Por fim, Bottas e Magnussen entre os dez primeiros também merecem aplausos. Notem que no top-10 há pilotos de oito equipes diferentes. AlphaTauri e McLaren foram as únicas que não chegaram nem perto. E, aí, outra surpresa: o mau desempenho de Norris e Piastri, que fazem uma segunda metade de campeonato admirável, mas empacaram em Las Vegas. Não andaram bem em nenhum momento no circuito citadino de Nevada e, segundo Lando, o time errou em não usar um segundo jogo de pneus no Q1. Mas na corrida, segundo o inglês, as coisas tendem a ser diferentes. “Teremos oportunidades de ultrapassagem”, garantiu.

Norris: McLaren decepciona e fica no Q1

Não houve problemas com bueiros ou fichas de pôquer perdidas pela pista, e o segundo dia da F-1 em Las Vegas correu, como se diz, suavemente. Mas é claro que os acontecimentos da véspera continuaram repercutindo. E como Verstappen tem sido o mais bocudo dos últimos dias, claro que a imprensa foi para cima dele. E o holandês não decepcionou na metralhadora de críticas ao evento que a Liberty, dona da categoria, pretende transformar numa espécie de Super Bowl do automobilismo — já aviso: não vai conseguir.

Algumas frases de Max:

FÃS AMERICANOS “Essas pessoas estão em Las Vegas pelas festas, para ouvir música, beber. Isso você pode fazer em qualquer lugar do mundo. Adoro Vegas, mas não para correr de F-1. Venho aqui para comer, beber, me divertir. As pessoas aqui não entendem nada do que estamos fazendo na pista. Ninguém está formando fãs de F-1 aqui.”

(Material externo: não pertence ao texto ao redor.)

impl Task {
    /// Create a new task in `submitted` within the given context.
    pub fn new(context_id: impl Into<String>) -> Self {
        let now = Utc::now();
        Self {
            kind: "task".to_string(),
            id: uuid::Uuid::new_v4().to_string(),
            context_id: context_id.into(),
            status: TaskStatus::new(TaskState::Submitted),
            history: Vec::new(),
            artifacts: Vec::new(),
            created_at: now,
            updated_at: now,
            revision: 1,
            metadata: None,
        }
    }

    pub fn state(&self) -> TaskState {
        self.status.state
    }

    /// Append a message to the history. Returns false (and leaves the task
    /// untouched) when the message id is already present; history is
    /// append-only and ids are never reused within a task.
    pub fn push_message(&mut self, message: Message) -> bool {
        if self.contains_message(&message.message_id) {
            return false;
        }
        self.history.push(message);
        self.updated_at = Utc::now();
        true
    }

    pub fn contains_message(&self, message_id: &str) -> bool {
        self.history.iter().any(|m| m.message_id == message_id)
    }

    /// Append an artifact. Returns false when an artifact with the same id
    /// already exists; artifact ids are unique within a task.
    pub fn push_artifact(&mut self, artifact: Artifact) -> bool {
        if self
            .artifacts
            .iter()
            .any(|a| a.artifact_id == artifact.artifact_id)
        {
            return false;
        }
        self.artifacts.push(artifact);
        self.updated_at = Utc::now();
        true
    }

    /// Move to `state`, stamping the status timestamp. The caller is
    /// responsible for checking `can_transition_to` first.
    pub fn set_state(&mut self, state: TaskState, message: Option<Message>) {
        self.status = TaskStatus {
            state,
            timestamp: Some(Utc::now().to_rfc3339()),
            message,
        };
        self.updated_at = Utc::now();
    }

    /// Bump the revision ahead of a persistence write.
    pub fn bump_revision(&mut self) {
        self.revision += 1;
    }
}

// ============================================================================
// Messages and parts
// ============================================================================

#[derive(Debug, Clone, Copy, Serialize, Deserialize, PartialEq, Eq)]
#[serde(rename_all = "lowercase")]
pub enum MessageRole {
    User,
    Agent,
}

/// One turn of conversation, composed of ordered parts.
#[derive(Debug, Clone, Serialize, Deserialize, PartialEq)]
pub struct Message {
    pub kind: String, // Always "message"
    #[serde(rename = "messageId")]
    pub message_id: String,
    pub role: MessageRole,
    pub parts: Vec<Part>,
    #[serde(skip_serializing_if = "Option::is_none", rename = "contextId")]
    pub context_id: Option<String>,
    #[serde(skip_serializing_if = "Option::is_none", rename = "taskId")]
    pub task_id: Option<String>,
    #[serde(skip_serializing_if = "Option::is_none")]
    pub metadata: Option<HashMap<String, serde_json::Value>>,
}
use futures::Stream;
use serde::{Deserialize, Serialize};
use serde_json::Value;
use std::pin::Pin;

/// Why a generation turn ended.
#[derive(Debug, Clone, Copy, PartialEq, Eq, Serialize, Deserialize)]
#[serde(rename_all = "kebab-case")]
pub enum FinishReason {
    /// The agent produced a complete answer.
    Stop,
    /// The agent is pausing for a follow-up message from the user.
    InputRequired,
}

/// A failure reported by the agent mid-stream.
///
/// `retryable` separates transient faults (rate limits, connection resets)
/// from permanent ones (bad request, content refusal). The adapter only
/// retries transient faults, and only when durability is enabled.
#[derive(Debug, Clone)]
pub struct AgentFault {
    pub message: String,
    pub retryable: bool,
}

impl AgentFault {
    pub fn transient(message: impl Into<String>) -> Self {
        Self {
            message: message.into(),
            retryable: true,
        }
    }

    pub fn fatal(message: impl Into<String>) -> Self {
        Self {
            message: message.into(),
            retryable: false,
        }
    }
}

/// One event of an agent's generation stream, emitted strictly in
/// generation order. `Finish` and `Error` are terminal: nothing follows
/// them, and a well-formed stream ends with exactly one of the two.
#[derive(Debug, Clone)]
pub enum AgentEvent {
    /// A chunk of the agent's visible reply text.
    TextDelta(String),
    /// A chunk of hidden reasoning; forwarded but never persisted into the
    /// task history.
    ReasoningDelta(String),
    /// The agent started a tool call.
    ToolCallStart { name: String, arguments: Value },
    /// A tool call resolved with the given payload.
    ToolResult { name: String, result: Value },
    Finish(FinishReason),
    Error(AgentFault),
}

impl AgentEvent {
    pub fn is_terminal(&self) -> bool {
        matches!(self, Self::Finish(_) | Self::Error(_))
    }
}

/// A finite, single-consumption sequence of agent events.
///
/// Pull-based by construction: the consumer polls, the producer cannot push
/// past backpressure, and ownership transfer makes restarting impossible.
pub type AgentEventStream = Pin<Box<dyn Stream<Item = AgentEvent> + Send>>;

MÔNACO X VEGAS“É como comparar a Champions League com uma liga nacional. Mônaco é a Champions League, e qualquer um prefere ganhar a Champions League do que um jogo local.”

VOUCHER PARA COMPENSAR INGRESSOS DE QUINTA“Se me dessem 200 dólares para compra boné e camiseta depois de me expulsarem da arquibancada, eu quebrava tudo.”

TOTO WOLFF“Se fosse o carro dele que tivesse quebrado por causa da tampa do bueiro, ele não diria essas coisas [defender a organização]. Mas já o conheço, não esperava nada diferente.”

O GP de Las Vegas terá 50 voltas e começa às 3h deste domingo. É a penúltima etapa do campeonato. Até agora, a pista não foi esculhambada por ninguém. Nem o evento — com exceção de Max. Uma observação quase unânime é quanto ao asfalto: liso demais. Os pilotos acham que um piso semelhante ao de Jedá, na Arábia Saudita, seria mais apropriado para uma corrida noturna e no frio.

O excesso de atividades promocionais incomoda um pouco, estão todos cansados, mas aparentemente todo mundo está entendendo que tudo “faz parte”.

Este escriba acha tudo exagerado, mas prefere esperar pela corrida para fazer um julgamento. Uma coisa é certa: no embate Esporte x Espetáculo, há uma clara prioridade para o show. Como disse ontem no nosso programete no YouTube, a F-1 não se criou nas últimas sete décadas graças a malabaristas, palhaços, domadores de leão, mulheres barbadas e amestradores de focas.

Que os organizadores de corridas, todas elas, lembrem sempre disso.